Outside the moon lights up a pale crescent.
II
The world is ruled by probability. By using this word, “probability”, I am not pointing my finger at the wealthy – middle aged, white males who use drugs, objectify the female body and reside in the uppermost layers of western societies, their “souls” dead within – or their power greedy and underhanded pawns – the politicians of western “democracies” – no, because if by “probability” I meant “nár” or “hræ”, as opposed to the meaning that I will present later, a sense closer to the field of statistics; then I would be telling a joke. [The author uses the Icelandic word “líkur”, which means “probability”, but also “nár” or “hræ” (i.e. “a corpse”). Trans.].
Even though one may find it slightly banal, now at the beginning of the 21. century, to speak about the ideological consequences of quantum theory, I am not sure if that is true and I say:
In the world of quantum physics, the world of ordinary perception is absent. Everything that happens in this quantum world is based on probability – statistics. A radioactive atom could, for instance, degenerate and emit an electron; on the other hand, it might not.

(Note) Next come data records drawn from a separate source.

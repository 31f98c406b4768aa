pub mod archiver;
pub mod config;
pub mod db;
pub mod error;
pub mod fetch;
pub mod images;
pub mod llm;
pub mod parser;
pub mod retry;
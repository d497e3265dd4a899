//! Pre-flight checks for template linking. Both entry points are pure
//! reads; any reported collision aborts the operation before a single
//! row is written.

use std::collections::{HashMap, HashSet};

use crate::db::entities::Item;
use crate::db::enums::{HostStatus, InterfaceKind, InterfaceRequirement};
use crate::db::store::ConfigStore;
use crate::error::{CollisionError, EngineError};

pub(crate) fn distinct_ids<I: IntoIterator<Item = u64>>(ids: I) -> Vec<u64> {
    let mut out: Vec<u64> = ids.into_iter().collect();
    out.sort_unstable();
    out.dedup();
    out
}

/// Checks that the templates of a prospective link set are mutually
/// compatible: no colliding application names, item keys, graph names
/// or web scenario names between set members, and no trigger reaching
/// out of the set into an unlinked template, either through its
/// expression or through a dependency edge.
pub async fn validate_template_set(
    store: &dyn ConfigStore,
    template_ids: &[u64],
) -> Result<(), EngineError> {
    if template_ids.is_empty() {
        return Ok(());
    }

    let items = store.items_by_hosts(template_ids).await?;

    if template_ids.len() > 1 {
        let applications = store.applications_by_hosts(template_ids).await?;
        let mut app_names: HashMap<&str, u64> = HashMap::new();
        for app in &applications {
            if let Some(other_host) = app_names.insert(app.name.as_str(), app.host_id) {
                if other_host != app.host_id {
                    return Err(CollisionError::ApplicationName(app.name.clone()).into());
                }
            }
        }

        let mut item_keys: HashMap<&str, u64> = HashMap::new();
        for item in &items {
            if let Some(other_host) = item_keys.insert(item.key.as_str(), item.host_id) {
                if other_host != item.host_id {
                    return Err(CollisionError::ItemKey(item.key.clone()).into());
                }
            }
        }
    }

    let set_item_ids: HashSet<u64> = items.iter().map(|i| i.item_id).collect();
    let set_functions = store
        .functions_by_items(&distinct_ids(set_item_ids.iter().copied()))
        .await?;
    let trigger_ids = distinct_ids(set_functions.iter().map(|f| f.trigger_id));

    // A trigger of the set must not also evaluate items of a template
    // outside the set.
    let all_functions = store.functions_by_triggers(&trigger_ids).await?;
    let outside_item_ids =
        distinct_ids(all_functions.iter().map(|f| f.item_id).filter(|id| !set_item_ids.contains(id)));
    if !outside_item_ids.is_empty() {
        let outside_items = store.items_by_ids(&outside_item_ids).await?;
        let hosts = store
            .hosts_by_ids(&distinct_ids(outside_items.iter().map(|i| i.host_id)))
            .await?;
        let foreign_templates: HashMap<u64, &str> = hosts
            .iter()
            .filter(|h| h.status == HostStatus::Template)
            .map(|h| (h.host_id, h.name.as_str()))
            .collect();
        for function in &all_functions {
            if set_item_ids.contains(&function.item_id) {
                continue;
            }
            let Some(item) = outside_items.iter().find(|i| i.item_id == function.item_id) else {
                continue;
            };
            if let Some(template_name) = foreign_templates.get(&item.host_id) {
                let description = store
                    .triggers_by_ids(&[function.trigger_id])
                    .await?
                    .into_iter()
                    .next()
                    .map(|t| t.description)
                    .unwrap_or_default();
                return Err(CollisionError::TriggerSpansTemplates(
                    description,
                    (*template_name).to_string(),
                )
                .into());
            }
        }
    }

    // Dependency edges may not cross into an unlinked template either.
    let in_set: HashSet<u64> = trigger_ids.iter().copied().collect();
    for dep in store.dependencies_touching(&trigger_ids).await? {
        let outside = if in_set.contains(&dep.trigger_down_id)
            && !in_set.contains(&dep.trigger_up_id)
        {
            dep.trigger_up_id
        } else if in_set.contains(&dep.trigger_up_id) && !in_set.contains(&dep.trigger_down_id) {
            dep.trigger_down_id
        } else {
            continue;
        };
        if let Some((_, host)) = trigger_context(store, outside).await? {
            if host.1 == HostStatus::Template {
                let (down_desc, down_host) =
                    describe(trigger_context(store, dep.trigger_down_id).await?);
                let (up_desc, up_host) =
                    describe(trigger_context(store, dep.trigger_up_id).await?);
                return Err(CollisionError::DependencyOutsideSet(
                    down_desc, down_host, up_desc, up_host,
                )
                .into());
            }
        }
    }

    if template_ids.len() > 1 {
        let mut graph_names: HashMap<String, u64> = HashMap::new();
        for graph in store.graphs_by_hosts(template_ids).await? {
            if let Some(other_id) = graph_names.insert(graph.name.clone(), graph.graph_id) {
                if other_id != graph.graph_id {
                    return Err(CollisionError::GraphName(graph.name).into());
                }
            }
        }

        let mut scenario_names: HashMap<String, u64> = HashMap::new();
        for scenario in store.web_scenarios_by_hosts(template_ids).await? {
            if let Some(other_id) = scenario_names.insert(scenario.name.clone(), scenario.scenario_id)
            {
                if other_id != scenario.scenario_id {
                    return Err(CollisionError::ScenarioName(scenario.name).into());
                }
            }
        }
    }

    Ok(())
}

/// Resolves a trigger to its description and the name and status of the
/// host owning its first item.
async fn trigger_context(
    store: &dyn ConfigStore,
    trigger_id: u64,
) -> Result<Option<(String, (String, HostStatus))>, EngineError> {
    let Some(trigger) = store.triggers_by_ids(&[trigger_id]).await?.into_iter().next() else {
        return Ok(None);
    };
    let functions = store.functions_by_triggers(&[trigger_id]).await?;
    let items = store
        .items_by_ids(&distinct_ids(functions.iter().map(|f| f.item_id)))
        .await?;
    let Some(item) = items.first() else {
        return Ok(None);
    };
    let host = store.host(item.host_id).await?;
    Ok(Some((trigger.description, (host.name, host.status))))
}

fn describe(context: Option<(String, (String, HostStatus))>) -> (String, String) {
    match context {
        Some((description, (host_name, _))) => (description, host_name),
        None => (String::new(), String::new()),
    }
}

/// Checks one host against the templates about to be linked to it:
/// inventory slot ownership stays unambiguous, same-named graphs and
/// same-keyed items agree on their discovery role, graph item sets of
/// same-named graphs are identical, and the host has a default
/// interface for every category the template items require.
pub async fn validate_host_compatibility(
    store: &dyn ConfigStore,
    host_id: u64,
    template_ids: &[u64],
) -> Result<(), EngineError> {
    if template_ids.is_empty() {
        return Ok(());
    }

    let host_only = [host_id];
    let (template_items, host_items) = futures::try_join!(
        store.items_by_hosts(template_ids),
        store.items_by_hosts(&host_only),
    )?;

    check_inventory_slots(&template_items, &host_items)?;

    for template_item in &template_items {
        let clash = host_items
            .iter()
            .any(|hi| hi.key == template_item.key && hi.flags != template_item.flags);
        if clash {
            return Err(CollisionError::ItemPrototypeKey(template_item.key.clone()).into());
        }
    }

    check_graph_compatibility(store, host_id, template_ids, &template_items, &host_items).await?;

    check_interface_coverage(store, host_id, &template_items).await?;

    Ok(())
}

fn check_inventory_slots(template_items: &[Item], host_items: &[Item]) -> Result<(), EngineError> {
    let mut slots: HashSet<u32> = HashSet::new();
    for item in template_items {
        if let Some(slot) = item.inventory_link {
            if !slots.insert(slot) {
                return Err(CollisionError::InventoryField.into());
            }
        }
    }

    // A host item keeps its slot only if the merge will not overwrite
    // it; overwritten items (same key as a template item) do not count.
    let template_keys: HashSet<&str> = template_items.iter().map(|i| i.key.as_str()).collect();
    for template_item in template_items {
        let Some(slot) = template_item.inventory_link else {
            continue;
        };
        let clash = host_items.iter().any(|hi| {
            hi.inventory_link == Some(slot)
                && hi.key != template_item.key
                && !template_keys.contains(hi.key.as_str())
        });
        if clash {
            return Err(CollisionError::InventoryField.into());
        }
    }
    Ok(())
}

async fn check_graph_compatibility(
    store: &dyn ConfigStore,
    host_id: u64,
    template_ids: &[u64],
    template_items: &[Item],
    host_items: &[Item],
) -> Result<(), EngineError> {
    let host_only = [host_id];
    let (template_graphs, host_graphs) = futures::try_join!(
        store.graphs_by_hosts(template_ids),
        store.graphs_by_hosts(&host_only),
    )?;
    if template_graphs.is_empty() || host_graphs.is_empty() {
        return Ok(());
    }

    let graph_ids = distinct_ids(
        template_graphs
            .iter()
            .chain(host_graphs.iter())
            .map(|g| g.graph_id),
    );
    let graph_items = store.graph_items_by_graphs(&graph_ids).await?;
    let key_of: HashMap<u64, &str> = template_items
        .iter()
        .chain(host_items.iter())
        .map(|i| (i.item_id, i.key.as_str()))
        .collect();
    let signature = |graph_id: u64| -> Vec<&str> {
        let mut keys: Vec<&str> = graph_items
            .iter()
            .filter(|gi| gi.graph_id == graph_id)
            .filter_map(|gi| key_of.get(&gi.item_id).copied())
            .collect();
        keys.sort_unstable();
        keys
    };

    for template_graph in &template_graphs {
        for host_graph in host_graphs
            .iter()
            .filter(|g| g.template_id.is_none() && g.name == template_graph.name)
        {
            if host_graph.flags != template_graph.flags {
                return Err(
                    CollisionError::GraphPrototypeName(template_graph.name.clone()).into(),
                );
            }
            if signature(host_graph.graph_id) != signature(template_graph.graph_id) {
                return Err(CollisionError::GraphItemsDiffer(template_graph.name.clone()).into());
            }
        }
    }
    Ok(())
}

async fn check_interface_coverage(
    store: &dyn ConfigStore,
    host_id: u64,
    template_items: &[Item],
) -> Result<(), EngineError> {
    let mut required: HashSet<InterfaceKind> = HashSet::new();
    let mut any_required = false;
    for item in template_items {
        match item.item_type.interface_requirement() {
            InterfaceRequirement::None => {}
            InterfaceRequirement::Any => any_required = true,
            InterfaceRequirement::Kind(kind) => {
                required.insert(kind);
            }
        }
    }
    if required.is_empty() && !any_required {
        return Ok(());
    }

    let available: HashSet<InterfaceKind> = store
        .interfaces(host_id)
        .await?
        .into_iter()
        .filter(|i| i.main)
        .map(|i| i.kind)
        .collect();

    for kind in [
        InterfaceKind::Agent,
        InterfaceKind::Snmp,
        InterfaceKind::Ipmi,
        InterfaceKind::Jmx,
    ] {
        if required.contains(&kind) && !available.contains(&kind) {
            return Err(CollisionError::MissingInterface(kind).into());
        }
    }
    if any_required && available.is_empty() {
        return Err(CollisionError::NoInterfaces.into());
    }
    Ok(())
}
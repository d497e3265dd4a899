use serde::{Deserialize, Serialize};

use crate::db::enums::ResourceKind;

/// A dashboard cell pinned to an item, trigger or graph.
#[derive(Debug, Clone, PartialEq, Serialize, Deserialize)]
pub struct ScreenItem {
    pub screen_item_id: u64,
    pub screen_id: u64,
    pub resource_kind: ResourceKind,
    pub resource_id: u64,
}

/// A per-user bookmark of an item, trigger or graph.
#[derive(Debug, Clone, PartialEq, Serialize, Deserialize)]
pub struct Favorite {
    pub favorite_id: u64,
    pub user_id: u64,
    pub resource_kind: ResourceKind,
    pub resource_id: u64,
}

/// A map node pinned to a trigger.
#[derive(Debug, Clone, PartialEq, Serialize, Deserialize)]
pub struct MapElement {
    pub map_element_id: u64,
    pub map_id: u64,
    pub trigger_id: u64,
}

/// An alerting condition filtering on a trigger.
#[derive(Debug, Clone, PartialEq, Serialize, Deserialize)]
pub struct ActionCondition {
    pub condition_id: u64,
    pub action_id: u64,
    pub trigger_id: u64,
}

/// A scripted availability check. Scenarios can pin their collected
/// metrics to an application; such applications survive template
/// unlinking as local rows.
#[derive(Debug, Clone, PartialEq, Serialize, Deserialize)]
pub struct WebScenario {
    pub scenario_id: u64,
    pub host_id: u64,
    pub name: String,
    pub application_id: Option<u64>,
}
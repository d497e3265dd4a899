//! Side-channel collaborators of the engine. Their failures are logged
//! and never abort a link or delete operation.

use async_trait::async_trait;
use chrono::{DateTime, Utc};
use serde::{Deserialize, Serialize};
use tracing::error;

use crate::db::enums::{AuditAction, EntityKind};
use crate::error::StoreError;

/// Schedules deferred cleanup of collected history after items are
/// deleted.
#[async_trait]
pub trait Housekeeper: Send + Sync {
    async fn schedule_history_deletion(
        &self,
        item_ids: &[u64],
        tables: &[String],
    ) -> Result<(), StoreError>;
}

/// Notified before triggers disappear so cached runtime state can be
/// dropped.
#[async_trait]
pub trait StatusNotifier: Send + Sync {
    async fn triggers_removed(&self, trigger_ids: &[u64]) -> Result<(), StoreError>;
}

#[derive(Debug, Clone, Serialize, Deserialize)]
pub struct AuditEntry {
    pub entity: EntityKind,
    pub entity_id: u64,
    pub action: AuditAction,
    pub details: serde_json::Value,
    pub recorded_at: DateTime<Utc>,
}

impl AuditEntry {
    pub fn new(
        entity: EntityKind,
        entity_id: u64,
        action: AuditAction,
        details: serde_json::Value,
    ) -> Self {
        Self {
            entity,
            entity_id,
            action,
            details,
            recorded_at: Utc::now(),
        }
    }
}

#[async_trait]
pub trait AuditSink: Send + Sync {
    async fn record(&self, entry: AuditEntry) -> Result<(), StoreError>;
}

/// Records an audit entry, downgrading sink failures to an error log.
pub(crate) async fn audit(
    sink: &dyn AuditSink,
    entity: EntityKind,
    entity_id: u64,
    action: AuditAction,
    details: serde_json::Value,
) {
    if let Err(e) = sink.record(AuditEntry::new(entity, entity_id, action, details)).await {
        error!("Failed to record audit entry for {:?} {}: {}", entity, entity_id, e);
    }
}

/// No-op housekeeper for embedders without history storage.
#[derive(Debug, Default, Clone, Copy)]
pub struct NullHousekeeper;

#[async_trait]
impl Housekeeper for NullHousekeeper {
    async fn schedule_history_deletion(
        &self,
        _item_ids: &[u64],
        _tables: &[String],
    ) -> Result<(), StoreError> {
        Ok(())
    }
}

#[derive(Debug, Default, Clone, Copy)]
pub struct NullStatusNotifier;

#[async_trait]
impl StatusNotifier for NullStatusNotifier {
    async fn triggers_removed(&self, _trigger_ids: &[u64]) -> Result<(), StoreError> {
        Ok(())
    }
}

#[derive(Debug, Default, Clone, Copy)]
pub struct NullAuditSink;

#[async_trait]
impl AuditSink for NullAuditSink {
    async fn record(&self, _entry: AuditEntry) -> Result<(), StoreError> {
        Ok(())
    }
}
use serde::{Deserialize, Serialize};

use crate::db::enums::InterfaceKind;

/// Tunables for the propagation engine. Deserializable so deployments
/// can override the defaults from their service configuration file.
#[derive(Debug, Clone, Serialize, Deserialize)]
#[serde(default)]
pub struct EngineConfig {
    /// Order in which interface categories are tried when an item type
    /// accepts any interface.
    pub interface_priority: Vec<InterfaceKind>,
    /// History tables swept by the housekeeper when items are deleted.
    pub history_tables: Vec<String>,
}

impl Default for EngineConfig {
    fn default() -> Self {
        Self {
            interface_priority: vec![
                InterfaceKind::Agent,
                InterfaceKind::Snmp,
                InterfaceKind::Jmx,
                InterfaceKind::Ipmi,
            ],
            history_tables: [
                "history",
                "history_str",
                "history_uint",
                "history_log",
                "history_text",
                "trends",
                "trends_uint",
            ]
            .into_iter()
            .map(String::from)
            .collect(),
        }
    }
}
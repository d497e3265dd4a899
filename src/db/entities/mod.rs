pub mod application;
pub mod graph;
pub mod host;
pub mod item;
pub mod refs;
pub mod trigger;

pub use application::*;
pub use graph::*;
pub use host::*;
pub use item::*;
pub use refs::*;
pub use trigger::*;
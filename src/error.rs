use thiserror::Error;

use crate::db::enums::InterfaceKind;

/// A configuration conflict detected before or during a link operation.
/// Any of these aborts the whole operation; nothing is written.
#[derive(Debug, Clone, PartialEq, Eq, Error)]
pub enum CollisionError {
    #[error("conflicting application name \"{0}\" found")]
    ApplicationName(String),

    #[error("conflicting item key \"{0}\" found")]
    ItemKey(String),

    #[error("trigger \"{0}\" has items from template \"{1}\"")]
    TriggerSpansTemplates(String, String),

    #[error("trigger \"{0}\" in template \"{1}\" has dependency from trigger \"{2}\" in template \"{3}\"")]
    DependencyOutsideSet(String, String, String, String),

    #[error("template with graph \"{0}\" already linked to the host")]
    GraphName(String),

    #[error("template with web scenario \"{0}\" already linked to the host")]
    ScenarioName(String),

    #[error("two items cannot populate one host inventory field")]
    InventoryField,

    #[error("graph prototype and real graph \"{0}\" have the same name")]
    GraphPrototypeName(String),

    #[error("graph \"{0}\" already exists on the host (items are not identical)")]
    GraphItemsDiffer(String),

    #[error("item prototype and real item \"{0}\" have the same key")]
    ItemPrototypeKey(String),

    #[error("cannot find \"{0}\" host interface")]
    MissingInterface(InterfaceKind),

    #[error("cannot find any interfaces on host")]
    NoInterfaces,
}

/// Failures raised by the configuration store itself.
#[derive(Debug, Error)]
pub enum StoreError {
    #[error("store unavailable: {0}")]
    Unavailable(String),

    #[error("constraint violated: {0}")]
    Constraint(String),

    #[error("no {0} row with id {1}")]
    UnknownId(&'static str, u64),

    #[error("no transaction in progress")]
    NoTransaction,
}

#[derive(Debug, Error)]
pub enum EngineError {
    #[error(transparent)]
    Collision(#[from] CollisionError),

    #[error(transparent)]
    Store(#[from] StoreError),
}
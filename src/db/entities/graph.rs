use serde::{Deserialize, Serialize};

use crate::db::enums::{AxisScale, DiscoveryFlag};

/// A chart drawing one or more items. Graphs belong to whichever hosts
/// own the items they draw; `name` is unique among the graphs of a
/// host.
#[derive(Debug, Clone, PartialEq, Serialize, Deserialize)]
pub struct Graph {
    pub graph_id: u64,
    pub name: String,
    pub width: u32,
    pub height: u32,
    pub ymin_type: AxisScale,
    pub ymax_type: AxisScale,
    pub ymin: f64,
    pub ymax: f64,
    /// Item driving the lower bound when `ymin_type` is `ItemValue`.
    pub ymin_item_id: Option<u64>,
    pub ymax_item_id: Option<u64>,
    pub show_legend: bool,
    pub flags: DiscoveryFlag,
    pub template_id: Option<u64>,
}

/// One drawn line of a graph.
#[derive(Debug, Clone, PartialEq, Serialize, Deserialize)]
pub struct GraphItem {
    pub graph_item_id: u64,
    pub graph_id: u64,
    pub item_id: u64,
    pub draw_type: u8,
    pub sort_order: u8,
    pub color: String,
    pub y_side: u8,
    /// Aggregation applied when one pixel covers several values.
    pub calc_fnc: u8,
}

/// Prototype ancestry row for graphs spawned by discovery.
#[derive(Debug, Clone, PartialEq, Serialize, Deserialize)]
pub struct GraphDiscovery {
    pub graph_id: u64,
    pub parent_graph_id: u64,
}
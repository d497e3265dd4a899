//! Entry point of the engine. Links and unlinks run inside a single
//! store transaction: any collision or store failure rolls the whole
//! operation back.

use std::sync::Arc;

use serde_json::json;
use tracing::{debug, info, warn};

use crate::config::EngineConfig;
use crate::db::entities::TemplateLink;
use crate::db::enums::{AuditAction, EntityKind};
use crate::db::services::delete_service::{
    delete_template_applications, delete_template_graphs, delete_template_items,
    delete_template_triggers,
};
use crate::db::services::merge_service::{
    copy_template_applications, copy_template_graphs, copy_template_items,
    copy_template_triggers,
};
use crate::db::services::validation_service::{
    distinct_ids, validate_host_compatibility, validate_template_set,
};
use crate::db::store::{ConfigStore, IdDomain};
use crate::error::EngineError;
use crate::external::{AuditSink, Housekeeper, StatusNotifier, audit};

pub struct TemplateService {
    store: Arc<dyn ConfigStore>,
    housekeeper: Arc<dyn Housekeeper>,
    status: Arc<dyn StatusNotifier>,
    audit: Arc<dyn AuditSink>,
    config: EngineConfig,
}

impl TemplateService {
    pub fn new(
        store: Arc<dyn ConfigStore>,
        housekeeper: Arc<dyn Housekeeper>,
        status: Arc<dyn StatusNotifier>,
        audit: Arc<dyn AuditSink>,
    ) -> Self {
        Self::with_config(store, housekeeper, status, audit, EngineConfig::default())
    }

    pub fn with_config(
        store: Arc<dyn ConfigStore>,
        housekeeper: Arc<dyn Housekeeper>,
        status: Arc<dyn StatusNotifier>,
        audit: Arc<dyn AuditSink>,
        config: EngineConfig,
    ) -> Self {
        Self {
            store,
            housekeeper,
            status,
            audit,
            config,
        }
    }

    pub fn config(&self) -> &EngineConfig {
        &self.config
    }

    /// Links templates to a host and propagates their configuration
    /// onto it. Templates already linked are ignored, so repeating a
    /// link is a no-op. All-or-nothing: on any error the host is left
    /// exactly as it was.
    pub async fn link_templates(
        &self,
        host_id: u64,
        template_ids: &[u64],
    ) -> Result<(), EngineError> {
        self.store.host(host_id).await?;

        let linked: Vec<u64> = self
            .store
            .template_links(host_id)
            .await?
            .into_iter()
            .map(|l| l.template_id)
            .collect();
        let mut fresh = distinct_ids(template_ids.iter().copied());
        fresh.retain(|id| !linked.contains(id));
        if fresh.is_empty() {
            debug!("host {} already linked to the requested templates", host_id);
            return Ok(());
        }
        let full_set = distinct_ids(linked.iter().chain(fresh.iter()).copied());

        self.store.begin().await?;
        match self.apply_link(host_id, &full_set, &fresh).await {
            Ok(()) => {
                self.store.commit().await?;
                info!("linked {} templates to host {}", fresh.len(), host_id);
                Ok(())
            }
            Err(e) => {
                warn!("cannot link templates to host {}: {}", host_id, e);
                self.store.rollback().await?;
                Err(e)
            }
        }
    }

    async fn apply_link(
        &self,
        host_id: u64,
        full_set: &[u64],
        fresh: &[u64],
    ) -> Result<(), EngineError> {
        validate_template_set(&*self.store, full_set).await?;
        validate_host_compatibility(&*self.store, host_id, fresh).await?;

        let first = self
            .store
            .allocate_ids(IdDomain::TemplateLinks, fresh.len() as u64)
            .await?;
        let links = fresh
            .iter()
            .enumerate()
            .map(|(offset, template_id)| TemplateLink {
                link_id: first + offset as u64,
                host_id,
                template_id: *template_id,
            })
            .collect();
        self.store.insert_template_links(links).await?;
        for template_id in fresh {
            audit(
                &*self.audit,
                EntityKind::TemplateLink,
                *template_id,
                AuditAction::Link,
                json!({ "host_id": host_id }),
            )
            .await;
        }

        copy_template_applications(&*self.store, &*self.audit, host_id, fresh).await?;
        copy_template_items(&*self.store, &*self.audit, &self.config, host_id, fresh).await?;
        copy_template_triggers(&*self.store, &*self.audit, host_id, fresh).await?;
        copy_template_graphs(&*self.store, &*self.audit, host_id, fresh).await?;
        Ok(())
    }

    /// Unlinks templates from a host and removes the configuration
    /// inherited from them. Templates not actually linked are ignored.
    /// The templates that stay linked must still form a consistent set,
    /// otherwise the operation is rolled back.
    pub async fn unlink_templates(
        &self,
        host_id: u64,
        template_ids: &[u64],
    ) -> Result<(), EngineError> {
        self.store.host(host_id).await?;

        let linked: Vec<u64> = self
            .store
            .template_links(host_id)
            .await?
            .into_iter()
            .map(|l| l.template_id)
            .collect();
        let mut doomed = distinct_ids(template_ids.iter().copied());
        doomed.retain(|id| linked.contains(id));
        if doomed.is_empty() {
            debug!("none of the requested templates are linked to host {}", host_id);
            return Ok(());
        }
        let remaining: Vec<u64> =
            distinct_ids(linked.into_iter().filter(|id| !doomed.contains(id)));

        self.store.begin().await?;
        match self.apply_unlink(host_id, &doomed, &remaining).await {
            Ok(()) => {
                self.store.commit().await?;
                info!("unlinked {} templates from host {}", doomed.len(), host_id);
                Ok(())
            }
            Err(e) => {
                warn!("cannot unlink templates from host {}: {}", host_id, e);
                self.store.rollback().await?;
                Err(e)
            }
        }
    }

    async fn apply_unlink(
        &self,
        host_id: u64,
        doomed: &[u64],
        remaining: &[u64],
    ) -> Result<(), EngineError> {
        validate_template_set(&*self.store, remaining).await?;

        delete_template_graphs(&*self.store, &*self.audit, host_id, doomed).await?;
        delete_template_triggers(&*self.store, &*self.status, &*self.audit, host_id, doomed)
            .await?;
        delete_template_items(
            &*self.store,
            &*self.housekeeper,
            &*self.status,
            &*self.audit,
            &self.config,
            host_id,
            doomed,
        )
        .await?;
        delete_template_applications(&*self.store, &*self.audit, host_id, doomed).await?;

        self.store.delete_template_links(host_id, doomed).await?;
        for template_id in doomed {
            audit(
                &*self.audit,
                EntityKind::TemplateLink,
                *template_id,
                AuditAction::Unlink,
                json!({ "host_id": host_id }),
            )
            .await;
        }
        Ok(())
    }
}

But then we are faced with the following problem: Let us say that the writer Einar Már Guðmundsson would be sitting by a desk inside a closed metal container. Next to one hand he has a pen with radioactive ink, and next to the other hand he has white paper. It so happens that there is an exactly 50 percent probability that the radioactive ink will degenerate, emit an electron and cause an electric sensor in the paper to send a signal to a hook above the paper which releases a cover, thereby enabling Einar to publish a book next Christmas.
In the world of the everyday we would say that there is a 50 percent probability that the book will become a reality and without having to look we can say, gleefully, that either the book will be published or it will not be published. According to quantum theory however, neither possibility is real until it has been seen: Einar neither has writer’s block nor has the book been bound and ready to be published until we have looked inside the container and seen what happened.
In the film IQ – the love story about Einstein’s niece – Einstein objected to these implications of quantum theory when he said: “God does not throw dice”. A few decades after Einstein said this, it was the summer of 1982 – the year Meg Ryan acted in her first TV commercial – Paul Dirac, a French scientific genius, organized an experiment which confirmed the truthfulness of quantum theory. Ergo: Nothing is real except what can be seen.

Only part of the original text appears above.